── Input
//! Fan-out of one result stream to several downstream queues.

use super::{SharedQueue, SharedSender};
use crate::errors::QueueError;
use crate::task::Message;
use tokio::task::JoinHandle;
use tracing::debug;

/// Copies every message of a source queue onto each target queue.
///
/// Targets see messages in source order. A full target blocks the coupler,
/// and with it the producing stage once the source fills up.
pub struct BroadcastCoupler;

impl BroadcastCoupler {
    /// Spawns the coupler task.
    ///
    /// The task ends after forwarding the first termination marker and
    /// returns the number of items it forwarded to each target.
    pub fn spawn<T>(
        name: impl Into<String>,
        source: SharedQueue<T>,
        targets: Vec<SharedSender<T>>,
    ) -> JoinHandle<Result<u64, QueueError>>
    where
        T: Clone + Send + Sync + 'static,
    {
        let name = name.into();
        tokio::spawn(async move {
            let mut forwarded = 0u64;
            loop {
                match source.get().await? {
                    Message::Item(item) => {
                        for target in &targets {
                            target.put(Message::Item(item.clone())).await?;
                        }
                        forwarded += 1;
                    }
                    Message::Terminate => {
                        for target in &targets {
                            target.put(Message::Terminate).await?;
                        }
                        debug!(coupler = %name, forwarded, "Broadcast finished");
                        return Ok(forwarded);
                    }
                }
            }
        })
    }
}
────
── Input
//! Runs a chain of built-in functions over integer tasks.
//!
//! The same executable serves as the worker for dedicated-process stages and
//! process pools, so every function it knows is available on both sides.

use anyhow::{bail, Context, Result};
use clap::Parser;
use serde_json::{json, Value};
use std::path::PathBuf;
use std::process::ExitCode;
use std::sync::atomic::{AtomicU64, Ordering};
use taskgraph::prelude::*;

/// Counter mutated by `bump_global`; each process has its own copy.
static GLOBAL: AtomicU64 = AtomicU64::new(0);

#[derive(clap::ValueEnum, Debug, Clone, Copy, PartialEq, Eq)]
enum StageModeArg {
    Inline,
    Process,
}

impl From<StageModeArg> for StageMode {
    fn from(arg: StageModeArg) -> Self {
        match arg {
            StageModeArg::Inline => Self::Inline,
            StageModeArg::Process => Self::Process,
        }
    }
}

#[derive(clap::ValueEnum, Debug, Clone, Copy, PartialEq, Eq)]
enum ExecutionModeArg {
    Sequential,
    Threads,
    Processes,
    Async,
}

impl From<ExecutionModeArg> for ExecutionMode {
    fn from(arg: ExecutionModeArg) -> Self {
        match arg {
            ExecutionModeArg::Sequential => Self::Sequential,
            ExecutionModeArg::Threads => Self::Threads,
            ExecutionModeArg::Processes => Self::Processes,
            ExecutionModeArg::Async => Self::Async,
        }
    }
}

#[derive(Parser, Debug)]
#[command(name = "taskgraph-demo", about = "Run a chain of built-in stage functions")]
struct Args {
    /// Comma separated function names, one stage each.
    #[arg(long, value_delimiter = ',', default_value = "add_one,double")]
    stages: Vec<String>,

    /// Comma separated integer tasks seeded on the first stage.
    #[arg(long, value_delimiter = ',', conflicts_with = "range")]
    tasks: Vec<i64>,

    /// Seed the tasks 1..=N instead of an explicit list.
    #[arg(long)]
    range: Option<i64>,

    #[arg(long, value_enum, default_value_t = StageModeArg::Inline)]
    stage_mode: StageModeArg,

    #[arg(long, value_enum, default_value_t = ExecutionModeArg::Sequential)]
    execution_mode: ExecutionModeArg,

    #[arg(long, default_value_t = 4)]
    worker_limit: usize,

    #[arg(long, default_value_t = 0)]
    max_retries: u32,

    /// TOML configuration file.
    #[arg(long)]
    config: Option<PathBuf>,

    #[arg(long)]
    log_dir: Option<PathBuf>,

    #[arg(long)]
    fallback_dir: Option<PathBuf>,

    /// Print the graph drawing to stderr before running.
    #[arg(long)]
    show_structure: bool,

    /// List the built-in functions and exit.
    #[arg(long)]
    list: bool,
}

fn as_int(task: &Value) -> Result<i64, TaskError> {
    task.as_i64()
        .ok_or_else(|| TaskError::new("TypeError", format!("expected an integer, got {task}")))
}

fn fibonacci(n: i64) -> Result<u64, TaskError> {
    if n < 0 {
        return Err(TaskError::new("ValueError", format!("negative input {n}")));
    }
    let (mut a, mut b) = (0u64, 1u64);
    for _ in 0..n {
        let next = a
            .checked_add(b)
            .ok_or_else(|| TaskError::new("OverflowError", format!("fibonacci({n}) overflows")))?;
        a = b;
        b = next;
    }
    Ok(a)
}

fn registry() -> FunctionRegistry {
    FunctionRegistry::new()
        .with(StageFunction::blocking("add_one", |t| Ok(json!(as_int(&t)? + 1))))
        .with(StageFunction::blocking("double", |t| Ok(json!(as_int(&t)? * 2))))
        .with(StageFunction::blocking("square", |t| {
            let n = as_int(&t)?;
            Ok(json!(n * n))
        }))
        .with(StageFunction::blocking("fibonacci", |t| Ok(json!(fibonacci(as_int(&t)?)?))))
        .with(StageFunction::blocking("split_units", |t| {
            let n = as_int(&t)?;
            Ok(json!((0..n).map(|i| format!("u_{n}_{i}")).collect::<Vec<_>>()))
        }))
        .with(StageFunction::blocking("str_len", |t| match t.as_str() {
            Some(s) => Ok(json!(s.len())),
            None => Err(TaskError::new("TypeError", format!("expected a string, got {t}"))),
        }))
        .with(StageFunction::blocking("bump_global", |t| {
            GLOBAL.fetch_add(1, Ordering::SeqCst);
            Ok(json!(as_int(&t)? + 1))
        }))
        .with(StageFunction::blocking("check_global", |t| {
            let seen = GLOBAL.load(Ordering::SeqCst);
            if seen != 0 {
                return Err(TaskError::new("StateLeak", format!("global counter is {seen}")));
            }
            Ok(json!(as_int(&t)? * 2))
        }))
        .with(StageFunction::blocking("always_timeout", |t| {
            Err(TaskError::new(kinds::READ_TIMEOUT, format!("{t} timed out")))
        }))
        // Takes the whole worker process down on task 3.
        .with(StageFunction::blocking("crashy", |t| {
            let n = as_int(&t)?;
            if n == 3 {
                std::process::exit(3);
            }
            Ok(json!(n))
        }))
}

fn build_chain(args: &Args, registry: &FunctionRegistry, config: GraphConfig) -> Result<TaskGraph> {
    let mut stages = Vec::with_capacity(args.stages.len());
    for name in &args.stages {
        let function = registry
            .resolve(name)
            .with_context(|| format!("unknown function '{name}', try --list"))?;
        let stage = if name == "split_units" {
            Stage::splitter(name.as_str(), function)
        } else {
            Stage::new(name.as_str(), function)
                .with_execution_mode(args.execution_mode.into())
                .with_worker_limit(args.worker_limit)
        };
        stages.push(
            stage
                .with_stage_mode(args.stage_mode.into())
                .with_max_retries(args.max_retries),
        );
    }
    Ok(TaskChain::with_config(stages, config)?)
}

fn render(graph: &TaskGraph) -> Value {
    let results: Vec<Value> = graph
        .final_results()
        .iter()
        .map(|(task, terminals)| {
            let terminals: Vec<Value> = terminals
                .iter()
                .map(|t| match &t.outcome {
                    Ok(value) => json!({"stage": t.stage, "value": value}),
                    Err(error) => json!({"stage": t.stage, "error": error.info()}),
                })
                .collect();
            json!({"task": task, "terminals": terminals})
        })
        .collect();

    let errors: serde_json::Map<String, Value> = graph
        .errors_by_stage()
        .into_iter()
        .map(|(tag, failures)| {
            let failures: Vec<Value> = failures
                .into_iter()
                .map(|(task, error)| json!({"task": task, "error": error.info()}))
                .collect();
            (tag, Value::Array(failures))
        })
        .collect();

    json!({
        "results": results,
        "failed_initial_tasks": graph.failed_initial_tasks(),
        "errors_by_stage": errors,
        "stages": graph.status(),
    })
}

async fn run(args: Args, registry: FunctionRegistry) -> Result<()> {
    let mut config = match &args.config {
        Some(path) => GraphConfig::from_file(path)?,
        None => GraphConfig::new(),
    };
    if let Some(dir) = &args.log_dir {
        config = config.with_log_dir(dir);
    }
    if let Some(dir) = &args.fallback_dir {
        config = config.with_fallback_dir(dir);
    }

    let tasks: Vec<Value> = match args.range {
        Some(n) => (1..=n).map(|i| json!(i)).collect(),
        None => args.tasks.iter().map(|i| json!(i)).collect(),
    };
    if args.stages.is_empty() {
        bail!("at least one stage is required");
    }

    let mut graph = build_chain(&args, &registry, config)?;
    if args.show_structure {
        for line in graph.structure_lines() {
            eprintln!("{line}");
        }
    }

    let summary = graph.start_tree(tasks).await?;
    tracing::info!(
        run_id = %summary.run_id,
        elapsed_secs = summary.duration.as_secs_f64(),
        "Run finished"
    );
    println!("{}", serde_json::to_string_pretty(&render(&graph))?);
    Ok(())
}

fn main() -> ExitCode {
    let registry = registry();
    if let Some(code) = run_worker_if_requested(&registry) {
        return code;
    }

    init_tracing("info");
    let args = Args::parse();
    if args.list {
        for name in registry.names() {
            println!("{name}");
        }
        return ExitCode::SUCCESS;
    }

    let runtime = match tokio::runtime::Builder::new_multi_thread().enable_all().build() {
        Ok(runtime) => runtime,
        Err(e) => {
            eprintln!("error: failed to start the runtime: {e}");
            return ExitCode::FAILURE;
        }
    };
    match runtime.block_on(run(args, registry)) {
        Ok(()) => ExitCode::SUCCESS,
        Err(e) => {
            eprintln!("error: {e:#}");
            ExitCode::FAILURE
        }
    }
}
────
Problem details
Using the entries, count how many lines contain the string "Parser". Write only the number.

Expected answer
2